|Scientific Name:||Osmia inermis (Zetterstedt, 1838)|
|Red List Category & Criteria:||Least Concern (Regional assessment) ver 3.1|
|Reviewer(s):||Kemp, J.R., Michez, D. & Nieto, A.|
European regional assessment: Least Concern (LC)
EU 27 regional assessment: Least Concern (LC)
Osmia inermis is listed as Least Concern in view of its wide distribution and presumed large overall population.
|Range Description:||Osmia inermis occurs in most of Europe but also in northern Asia and in the Nearctic (Scheuchl 1996, Banaszak and Romasenko 2001, Müller 2002, Amiet et al. 2004, Wu 2006).|
Native:Austria; Croatia; Czech Republic; Finland; France (France (mainland)); Germany; Greece (Greece (mainland)); Italy (Italy (mainland)); Latvia; Liechtenstein; Macedonia, the former Yugoslav Republic of; Norway; Poland; Russian Federation (Central European Russia, European Russia); Spain (Spain (mainland)); Sweden; Switzerland; United Kingdom (Great Britain)

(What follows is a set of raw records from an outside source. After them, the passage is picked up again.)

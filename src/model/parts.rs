//! Model parts handed out by a [`ModelLookup`](super::ModelLookup).
//!
//! These are plain records; a lookup hands out owned copies, so they stay
//! valid after the lookup that produced them is gone.

use crate::base::Name;

/// An attribute of a policy or product component type.
#[derive(Debug, Clone, PartialEq, Eq, Hash)]
#[cfg_attr(feature = "serde", derive(serde::Serialize, serde::Deserialize))]
pub struct Attribute {
    pub name: Name,
    /// Qualified name of the attribute's datatype.
    pub datatype: Name,
    /// Holds a list of values instead of a single value.
    pub multi_valued: bool,
    /// Configured by the product, so it has a default value (`@default`).
    pub configurable: bool,
}

impl Attribute {
    pub fn new(name: impl Into<Name>, datatype: impl Into<Name>) -> Self {
        Self {
            name: name.into(),
            datatype: datatype.into(),
            multi_valued: false,
            configurable: false,
        }
    }

    pub fn multi_valued(mut self) -> Self {
        self.multi_valued = true;
        self
    }

    pub fn configurable(mut self) -> Self {
        self.configurable = true;
        self
    }
}

/// A navigable association from one model type to another.
#[derive(Debug, Clone, PartialEq, Eq, Hash)]
#[cfg_attr(feature = "serde", derive(serde::Serialize, serde::Deserialize))]
pub struct Association {
    pub name: Name,
    /// Qualified name of the target type.
    pub target: Name,
    pub to_many: bool,
    /// Accepts a product component qualifier (`coverage["FireCoverage"]`).
    pub qualified: bool,
    /// Name of the product-side association whose links configure this one.
    pub matching_association: Option<Name>,
}

impl Association {
    pub fn to_one(name: impl Into<Name>, target: impl Into<Name>) -> Self {
        Self {
            name: name.into(),
            target: target.into(),
            to_many: false,
            qualified: false,
            matching_association: None,
        }
    }

    pub fn to_many(name: impl Into<Name>, target: impl Into<Name>) -> Self {
        Self {
            to_many: true,
            ..Self::to_one(name, target)
        }
    }

    pub fn qualified(mut self) -> Self {
        self.qualified = true;
        self
    }

    /// Set the product-side association configuring this association.
    pub fn matched_by(mut self, product_association: impl Into<Name>) -> Self {
        self.matching_association = Some(product_association.into());
        self
    }
}

/// A parameter of a formula signature.
#[derive(Debug, Clone, PartialEq, Eq, Hash)]
#[cfg_attr(feature = "serde", derive(serde::Serialize, serde::Deserialize))]
pub struct Parameter {
    pub name: Name,
    /// Qualified name of the parameter's datatype.
    pub datatype: Name,
}

impl Parameter {
    pub fn new(name: impl Into<Name>, datatype: impl Into<Name>) -> Self {
        Self {
            name: name.into(),
            datatype: datatype.into(),
        }
    }
}

/// A value of an enumeration type.
#[derive(Debug, Clone, PartialEq, Eq, Hash)]
#[cfg_attr(feature = "serde", derive(serde::Serialize, serde::Deserialize))]
pub struct EnumValue {
    pub enum_type: Name,
    pub id: Name,
}

impl EnumValue {
    pub fn new(enum_type: impl Into<Name>, id: impl Into<Name>) -> Self {
        Self {
            enum_type: enum_type.into(),
            id: id.into(),
        }
    }
}

/// A product component type and the policy component type it configures.
#[derive(Debug, Clone, PartialEq, Eq, Hash)]
#[cfg_attr(feature = "serde", derive(serde::Serialize, serde::Deserialize))]
pub struct ProductCmptType {
    pub name: Name,
    pub policy_cmpt_type: Option<Name>,
}

/// A link of a product component along a product-side association.
#[derive(Debug, Clone, PartialEq, Eq, Hash)]
#[cfg_attr(feature = "serde", derive(serde::Serialize, serde::Deserialize))]
pub struct ProductCmptLink {
    pub association: Name,
    /// Qualified name of the linked product component.
    pub target: Name,
}

/// A concrete product component.
#[derive(Debug, Clone, PartialEq, Eq, Hash)]
#[cfg_attr(feature = "serde", derive(serde::Serialize, serde::Deserialize))]
pub struct ProductCmpt {
    pub name: Name,
    pub product_cmpt_type: Name,
    pub links: Vec<ProductCmptLink>,
}

impl ProductCmpt {
    pub fn new(name: impl Into<Name>, product_cmpt_type: impl Into<Name>) -> Self {
        Self {
            name: name.into(),
            product_cmpt_type: product_cmpt_type.into(),
            links: Vec::new(),
        }
    }

    /// Add a link to another product component.
    pub fn with_link(mut self, association: impl Into<Name>, target: impl Into<Name>) -> Self {
        self.links.push(ProductCmptLink {
            association: association.into(),
            target: target.into(),
        });
        self
    }

    /// Targets linked along the given product-side association, in link order.
    pub fn link_targets<'a>(&'a self, association: &'a str) -> impl Iterator<Item = &'a Name> {
        self.links
            .iter()
            .filter(move |link| link.association.as_str() == association)
            .map(|link| &link.target)
    }
}

/// The generation of a product component a formula is evaluated for.
#[derive(Debug, Clone, PartialEq, Eq, Hash)]
#[cfg_attr(feature = "serde", derive(serde::Serialize, serde::Deserialize))]
pub struct ProductCmptGeneration {
    /// Qualified name of the product component owning this generation.
    pub product_cmpt: Name,
    pub product_cmpt_type: Name,
}

impl ProductCmptGeneration {
    pub fn new(product_cmpt: impl Into<Name>, product_cmpt_type: impl Into<Name>) -> Self {
        Self {
            product_cmpt: product_cmpt.into(),
            product_cmpt_type: product_cmpt_type.into(),
        }
    }

    /// The generation of the given product component.
    pub fn of(cmpt: &ProductCmpt) -> Self {
        Self::new(cmpt.name.clone(), cmpt.product_cmpt_type.clone())
    }
}
mod tests_properties;
mod tests_resolution;
mod tests_suffix;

|Population:||The population size and trends of this species are not known although due to the species' wide distribution and solitary behaviour, it is presumed to have a large population.|
|Current Population Trend:||Unknown|
|Habitat and Ecology:|
Osmia inermis possibly occurs in temperate grasslands, forests (or forest edges) and in Mediterranean-type shrublands. It nests in pre-existing cavities. The brood cells (up to 200) are attached to the underside of stones, to the walls of small cavities in rocks and stones. The cells are entirely built of chewed leaves. The nest stones are sealed by a wall of sand towards the ground. Often, several females communally build their brood cells under the same stone (Grandi 1962, Westrich 1989, Müller et al. 1997). This species is polylectic, in that it prefers to forage upon a wide range of flowering plants species, with a preference for Fabaceae (Westrich 1989, Amiet et al. 2004, unpublished data, A. Müller pers. comm. 2014).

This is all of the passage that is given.